Pero la explosión de Betelgeuse llegaba completamente por sorpresa; no nos la esperábamos. Oh, como había dicho Hollus, sabíamos que Betelgeuse se convertiría sin duda en supernova, pero no había razón para esperar que sucediese ahora mismo. Según la radio, el sistema de metro de Toronto ya estaba colapsado. La gente bajaba a las estaciones, metiéndose en los vagones, con la esperanza de que el subsuelo les protegiese. Se negaban a salir de los trenes, incluso al final de las líneas.
Y las carreteras fuera del RMO ya se habían convertido en aparcamiento, un atasco total. Quería estar con mi familia tanto como cualquiera, pero no parecía haber forma de lograrlo. Intenté repetidamente llamar a la oficina de Susan, pero lo único que conseguía era la señal de ocupado.

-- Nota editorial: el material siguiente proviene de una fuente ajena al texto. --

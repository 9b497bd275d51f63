use std::time::Duration;

use reqwest::Client;
use serde::{Deserialize, Serialize};
use serde_json::{Map, Value};

use ocs_domain::{
	DocGroup, FacetCount, FieldFacet, GroupCommand, RangeCount, RangeFacet, ResultSet,
	StructuredQuery,
};

use crate::{Endpoint, Error, Result};

const TERM_VECTOR_FIELD: &str = "categoryName";

#[derive(Debug, Clone, PartialEq, Eq)]
pub enum UpdateCommand {
	Commit,
	Rollback,
	DeleteByQuery(String),
}

#[derive(Debug, Clone, PartialEq, Serialize, Deserialize)]
#[serde(tag = "type", rename_all = "snake_case")]
pub enum AnalysisRequest {
	Field {
		field_names: Vec<String>,
		value: String,
		#[serde(default)]
		query: Option<String>,
	},
	Document {
		docs: Vec<Value>,
	},
}

pub async fn select(endpoint: &Endpoint, query: &StructuredQuery) -> Result<ResultSet> {
	let client = client(endpoint)?;
	let res = client
		.get(endpoint.url("/select"))
		.headers(crate::default_headers(&endpoint.default_headers)?)
		.query(&to_params(query))
		.send()
		.await?;
	let status = res.status();

	// Solr reports query errors with a JSON body and a non-success status.
	if status.is_client_error() {
		let json: Value = res.json().await?;

		tracing::warn!(
			status = status.as_u16(),
			collection = endpoint.collection.as_str(),
			"Backend rejected select request."
		);

		parse_select_response(&json)?;

		return Err(Error::Backend {
			code: Some(u64::from(status.as_u16())),
			message: format!("Select request failed with status {status}."),
		});
	}

	let json: Value = res.error_for_status()?.json().await?;

	parse_select_response(&json)
}

pub async fn ping(endpoint: &Endpoint) -> Result<Value> {
	let client = client(endpoint)?;
	let res = client
		.get(endpoint.url("/admin/ping"))
		.headers(crate::default_headers(&endpoint.default_headers)?)
		.query(&[("wt", "json")])
		.send()
		.await?;
	let json: Value = res.error_for_status()?.json().await?;

	match json.get("status").and_then(Value::as_str) {
		Some("OK") => Ok(json),
		other => Err(Error::InvalidResponse {
			message: format!("Ping returned status {}.", other.unwrap_or("<missing>")),
		}),
	}
}

pub async fn update(endpoint: &Endpoint, command: &UpdateCommand) -> Result<Value> {
	let client = client(endpoint)?;
	let body = match command {
		UpdateCommand::Commit => serde_json::json!({ "commit": {} }),
		UpdateCommand::Rollback => serde_json::json!({ "rollback": {} }),
		UpdateCommand::DeleteByQuery(query) => serde_json::json!({ "delete": { "query": query } }),
	};
	let res = client
		.post(endpoint.url("/update"))
		.headers(crate::default_headers(&endpoint.default_headers)?)
		.query(&[("wt", "json")])
		.json(&body)
		.send()
		.await?;

	Ok(res.error_for_status()?.json().await?)
}

pub async fn analyze(endpoint: &Endpoint, request: &AnalysisRequest) -> Result<Value> {
	let client = client(endpoint)?;
	let headers = crate::default_headers(&endpoint.default_headers)?;
	let res = match request {
		AnalysisRequest::Field { field_names, value, query } => {
			let mut params = vec![
				("analysis.fieldname".to_string(), field_names.join(",")),
				("analysis.fieldvalue".to_string(), value.clone()),
				("wt".to_string(), "json".to_string()),
			];

			if let Some(query) = query {
				params.push(("analysis.query".to_string(), query.clone()));
			}

			client.get(endpoint.url("/analysis/field")).headers(headers).query(&params).send().await?
		},
		AnalysisRequest::Document { docs } =>
			client
				.post(endpoint.url("/analysis/document"))
				.headers(headers)
				.query(&[("wt", "json")])
				.json(docs)
				.send()
				.await?,
	};

	Ok(res.error_for_status()?.json().await?)
}

/// Term vectors for the documents matching `query`, over the category name field.
pub async fn term_vector(endpoint: &Endpoint, query: &str, fields: &[String]) -> Result<Value> {
	let client = client(endpoint)?;
	let params = [
		("q", query.to_string()),
		("fl", fields.join(",")),
		("tv.fl", TERM_VECTOR_FIELD.to_string()),
		("wt", "json".to_string()),
	];
	let res = client
		.get(endpoint.url("/tvrh"))
		.headers(crate::default_headers(&endpoint.default_headers)?)
		.query(&params)
		.send()
		.await?;

	Ok(res.error_for_status()?.json().await?)
}

fn client(endpoint: &Endpoint) -> Result<Client> {
	Ok(Client::builder().timeout(Duration::from_millis(endpoint.timeout_ms)).build()?)
}

/// Renders the query as backend request parameters, in a stable order.
pub fn to_params(query: &StructuredQuery) -> Vec<(String, String)> {
	let mut params: Vec<(String, String)> = Vec::new();
	let mut push = |key: &str, value: String| params.push((key.to_string(), value));

	if let Some(text) = query.query.as_ref() {
		push("q", text.clone());
	}
	if let Some(alternate) = query.alternate_query.as_ref() {
		push("q.alt", alternate.clone());
	}
	if let Some(operator) = query.match_operator {
		push("q.op", operator.as_str().to_string());
	}
	if let Some(minimum_match) = query.minimum_match.as_ref() {
		push("mm", minimum_match.clone());
	}
	for filter_query in query.filter_queries() {
		push("fq", filter_query.clone());
	}
	if let Some(start) = query.start {
		push("start", start.to_string());
	}
	if let Some(rows) = query.rows {
		push("rows", rows.to_string());
	}
	if !query.sorts.is_empty() {
		let sort = query
			.sorts
			.iter()
			.map(|clause| format!("{} {}", clause.field, clause.order.as_str()))
			.collect::<Vec<_>>()
			.join(",");

		push("sort", sort);
	}
	if !query.fields.is_empty() {
		push("fl", query.fields.join(","));
	}
	for boost in &query.boost_queries {
		push("bq", boost.clone());
	}

	if query.has_facets() {
		push("facet", "true".to_string());

		if let Some(limit) = query.facet_limit {
			push("facet.limit", limit.to_string());
		}
		if let Some(min_count) = query.facet_min_count {
			push("facet.mincount", min_count.to_string());
		}

		for request in query.facet_fields() {
			let field = &request.field;

			push("facet.field", with_exclusion(field, request.exclude_tag.as_deref()));

			if let Some(prefix) = request.prefix.as_ref() {
				push(&format!("f.{field}.facet.prefix"), prefix.clone());
			}
			if let Some(limit) = request.limit {
				push(&format!("f.{field}.facet.limit"), limit.to_string());
			}
			if let Some(min_count) = request.min_count {
				push(&format!("f.{field}.facet.mincount"), min_count.to_string());
			}
			if let Some(sort) = request.sort.as_ref() {
				push(&format!("f.{field}.facet.sort"), sort.clone());
			}
		}

		for range in &query.range_facets {
			let field = &range.field;

			push("facet.range", with_exclusion(field, range.exclude_tag.as_deref()));
			push(&format!("f.{field}.facet.range.start"), range.start.to_string());
			push(&format!("f.{field}.facet.range.end"), range.end.to_string());
			push(&format!("f.{field}.facet.range.gap"), range.gap.to_string());
			push(&format!("f.{field}.facet.range.hardend"), range.hardened.to_string());
			push(&format!("f.{field}.facet.range.other"), "before".to_string());
			push(&format!("f.{field}.facet.range.other"), "after".to_string());
		}

		for facet_query in &query.facet_queries {
			push("facet.query", facet_query.clone());
		}
	}

	if let Some(group) = query.group.as_ref() {
		push("group", "true".to_string());
		push("group.field", group.field.clone());
		push("group.limit", group.limit.to_string());
		push("group.ngroups", group.ngroups.to_string());
		push("group.facet", group.facet.to_string());

		if let Some(sort) = group.sort.as_ref() {
			push("group.sort", sort.clone());
		}
	}

	for (key, value) in &query.params {
		push(key, value.clone());
	}

	push("wt", "json".to_string());
	push("json.nl", "arrarr".to_string());

	params
}

fn with_exclusion(field: &str, tag: Option<&str>) -> String {
	match tag {
		Some(tag) => format!("{{!ex={tag}}}{field}"),
		None => field.to_string(),
	}
}

pub fn parse_select_response(json: &Value) -> Result<ResultSet> {
	if let Some(message) = json.pointer("/error/msg").and_then(Value::as_str) {
		return Err(Error::Backend {
			code: json.pointer("/error/code").and_then(Value::as_u64),
			message: message.to_string(),
		});
	}

	let qtime_ms =
		json.pointer("/responseHeader/QTime").and_then(Value::as_u64).unwrap_or_default();
	let groups = match json.get("grouped").and_then(Value::as_object) {
		Some(grouped) => grouped
			.iter()
			.map(|(field, command)| parse_group_command(field, command))
			.collect::<Result<Vec<_>>>()?,
		None => Vec::new(),
	};
	let facet_counts = json.get("facet_counts");
	let facet_fields = match facet_counts.and_then(|counts| counts.get("facet_fields")) {
		Some(fields) => named_entries(fields)
			.into_iter()
			.map(|(name, values)| {
				let values = parse_counts(&values)?
					.into_iter()
					.map(|(name, count)| FacetCount { name, count })
					.collect();

				Ok(FieldFacet { name, values })
			})
			.collect::<Result<Vec<_>>>()?,
		None => Vec::new(),
	};
	let facet_ranges = match facet_counts.and_then(|counts| counts.get("facet_ranges")) {
		Some(ranges) => named_entries(ranges)
			.into_iter()
			.map(|(name, range)| parse_range_facet(name, &range))
			.collect::<Result<Vec<_>>>()?,
		None => Vec::new(),
	};
	let facet_queries = match facet_counts.and_then(|counts| counts.get("facet_queries")) {
		Some(queries) => parse_counts(queries)?,
		None => Vec::new(),
	};

	Ok(ResultSet {
		groups,
		facet_fields,
		facet_ranges,
		facet_queries,
		spelling_suggestion: json.get("spellcheck").and_then(parse_collation),
		qtime_ms,
	})
}

fn parse_group_command(field: &str, command: &Value) -> Result<GroupCommand> {
	let groups = command
		.get("groups")
		.and_then(Value::as_array)
		.map(|groups| groups.iter().map(parse_doc_group).collect::<Result<Vec<_>>>())
		.transpose()?
		.unwrap_or_default();

	Ok(GroupCommand {
		field: field.to_string(),
		matches: command.get("matches").and_then(Value::as_u64).unwrap_or_default(),
		ngroups: command.get("ngroups").and_then(Value::as_u64).unwrap_or(groups.len() as u64),
		groups,
	})
}

fn parse_doc_group(group: &Value) -> Result<DocGroup> {
	let doclist = group.get("doclist").ok_or_else(|| Error::InvalidResponse {
		message: "Group is missing doclist.".to_string(),
	})?;
	let docs = doclist
		.get("docs")
		.and_then(Value::as_array)
		.map(|docs| docs.iter().filter_map(|doc| doc.as_object().cloned()).collect())
		.unwrap_or_default();

	Ok(DocGroup {
		group_value: group.get("groupValue").and_then(scalar_to_string),
		num_found: doclist.get("numFound").and_then(Value::as_u64).unwrap_or_default(),
		docs,
	})
}

fn parse_range_facet(name: String, range: &Value) -> Result<RangeFacet> {
	let range: Map<String, Value> = named_entries_or_flat(range).into_iter().collect();
	let counts = match range.get("counts") {
		Some(counts) => parse_counts(counts)?
			.into_iter()
			.map(|(value, count)| RangeCount { value, count })
			.collect(),
		None => Vec::new(),
	};

	Ok(RangeFacet {
		name,
		counts,
		before: range.get("before").and_then(Value::as_u64),
		after: range.get("after").and_then(Value::as_u64),
		start: range.get("start").and_then(scalar_to_string),
		end: range.get("end").and_then(scalar_to_string),
		gap: range.get("gap").and_then(scalar_to_string),
	})
}

/// Entries of a named list, in either object form or `json.nl=arrarr` form.
fn named_entries(value: &Value) -> Vec<(String, Value)> {
	match value {
		Value::Object(map) => map.iter().map(|(key, value)| (key.clone(), value.clone())).collect(),
		Value::Array(items) => items
			.iter()
			.filter_map(|item| {
				let pair = item.as_array()?;
				let key = pair.first()?.as_str()?;

				Some((key.to_string(), pair.get(1)?.clone()))
			})
			.collect(),
		_ => Vec::new(),
	}
}

/// Name/count pairs in flat (`["a", 3, "b", 2]`), `arrarr` or object form.
fn parse_counts(value: &Value) -> Result<Vec<(String, u64)>> {
	let invalid = || Error::InvalidResponse { message: "Facet counts are malformed.".to_string() };

	match value {
		Value::Object(map) => map
			.iter()
			.map(|(key, count)| Ok((key.clone(), count.as_u64().ok_or_else(invalid)?)))
			.collect(),
		Value::Array(items) if items.iter().all(Value::is_array) => items
			.iter()
			.map(|item| {
				let pair = item.as_array().ok_or_else(invalid)?;
				let name = pair.first().and_then(scalar_to_string).ok_or_else(invalid)?;
				let count = pair.get(1).and_then(Value::as_u64).ok_or_else(invalid)?;

				Ok((name, count))
			})
			.collect(),
		Value::Array(items) => {
			if items.len() % 2 != 0 {
				return Err(invalid());
			}

			items
				.chunks(2)
				.map(|pair| {
					let name = scalar_to_string(&pair[0]).ok_or_else(invalid)?;
					let count = pair[1].as_u64().ok_or_else(invalid)?;

					Ok((name, count))
				})
				.collect()
		},
		_ => Err(invalid()),
	}
}

fn parse_collation(spellcheck: &Value) -> Option<String> {
	let collations = spellcheck.get("collations")?;

	named_entries_or_flat(collations)
		.into_iter()
		.filter(|(key, _)| key == "collation")
		.find_map(|(_, value)| match value {
			Value::String(text) => Some(text),
			Value::Object(map) =>
				map.get("collationQuery").and_then(Value::as_str).map(str::to_string),
			_ => None,
		})
}

fn named_entries_or_flat(value: &Value) -> Vec<(String, Value)> {
	match value {
		Value::Array(items) if !items.iter().all(Value::is_array) => items
			.chunks(2)
			.filter_map(|pair| Some((pair.first()?.as_str()?.to_string(), pair.get(1)?.clone())))
			.collect(),
		other => named_entries(other),
	}
}

fn scalar_to_string(value: &Value) -> Option<String> {
	match value {
		Value::String(text) => Some(text.clone()),
		Value::Number(number) => Some(number.to_string()),
		Value::Bool(flag) => Some(flag.to_string()),
		_ => None,
	}
}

Con seguridad, la muerte no sería instantánea. Pasarían semanas, o incluso meses, antes de que el ecosistema se desmoronase. Ahora mismo, la capa de ozono de la Tierra nos protegía de los protones de alta energía y, evidentemente, la ráfaga de partículas pesadas, que viajaban a velocidades inferiores a las de la luz, no había llegado todavía. Pero pronto el asalto desde Betelgeuse eliminaría la capa de ozono, y la radiación dura tanto de la estrella en explosión como de nuestro propio sol llegaría al suelo, destruyendo el tejido vivo. Seguro que podría reunirme con mi esposa e hijo antes del final. Pero por ahora, eso parecía, mi compañía sería el simulacro de un ser alienígena.